What Barako means to the Philippines
Barako is a shining symbol which is synonymous with the Philippines (after Manny Pacquiao and Jeepney's. Barako is that strong black coffee with a distinct smell of aniseed that Philippines older generations grew up drinking, and their parents before them. Traditionally brewed black served straight up or sweetened with muscobado (local natural raw cane sugar). It was the drink your parents sipped at 5am with the rooster crowing whilst they were getting ready for another day under the sun. The rise of both local and international chains over the past 10 years has helped the Philippine coffee industry get back on its feet. However the more recent wave of specialty coffee taking over poses the question 'does Barako have a place in Manilas evolving specialty coffee scene' ? We asked a few locals their opinion.

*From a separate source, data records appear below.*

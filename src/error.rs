use thiserror::Error;

/// Errors from reading or validating view configuration.
#[derive(Debug, Error)]
pub enum ConfigError {
    #[error("invalid colour '{0}': expected #rrggbb")]
    InvalidColor(String),

    #[error("smoothing window must be at least 1")]
    InvalidWindow,

    #[error("unknown granularity '{0}': expected day, week or month")]
    InvalidGranularity(String),

    #[error("reading config file: {0}")]
    Io(#[from] std::io::Error),

    #[error("parsing config file: {0}")]
    Json(#[from] serde_json::Error),
}
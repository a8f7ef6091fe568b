//! Data layer: core types, name lookup, period labels and loading.
//!
//! Architecture:
//! ```text
//!  .json aggregates        .csv / .json / .parquet rows
//!        │                          │
//!        ▼                          ▼
//!   ┌──────────┐              ┌──────────┐
//!   │  loader   │              │  loader   │  → Vec<CategoryRow>
//!   └──────────┘              └──────────┘
//!        │
//!        ▼
//!   ┌─────────────────┐
//!   │ PeriodAggregate  │  sites → periods → column weights
//!   └─────────────────┘
//!        │
//!        ├── names    normalized site lookup
//!        └── period   month axis and range labels
//! ```

pub mod loader;
pub mod model;
pub mod names;
pub mod period;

The position and opinion of Barako in the current exploding specialty coffee scene in Philippines
Barako is available in the Philippines, thanks to chains such as Figaro Coffee and Café de Lipa however, it has not been adopted into many of the cities new third wave cafes. Our friend and Manila local Earl Queron, a young Head Barista at Coffee Empire one of the cities new third wave coffee shops shared his takeon Barako. Earl explains " Barako was only really popular with the older generation as that was all that was available back then. The older generation liked that strong bold taste". When asked about whether it had a place in Manilas specialty coffee scene Earl goes on to remind us the unique flavour of Barako "it has a very strong kick, different from robusta. It would not do well with other origins as it would overpower the cup. By itself it is a different experience". However Earl agrees Manilas specialty coffee scene is evolving so fast, Barako could have a place within specialty coffee. It is if third wave cafes are willing to incorporate and experiment with it in their offerings.
Earl pouring us a v60 whilst he shares his view
We searched further for answers around why farmers gave up on producing and focusing on the quality of their Barako, a bean clearly producing a cup so unique it had great potential for farmers earnings. President of the Philippine Coffee Board Pacita Juan enlightened us on the subject from their extensive work with farms" farmers used to mix Barako (liberica beans) with other varieties in the farms, there was no sorting, people never knew what the taste of Pure Barako. This caused people refer to the term Barako as anything "brewed" as opposed to Instant or soluble coffee".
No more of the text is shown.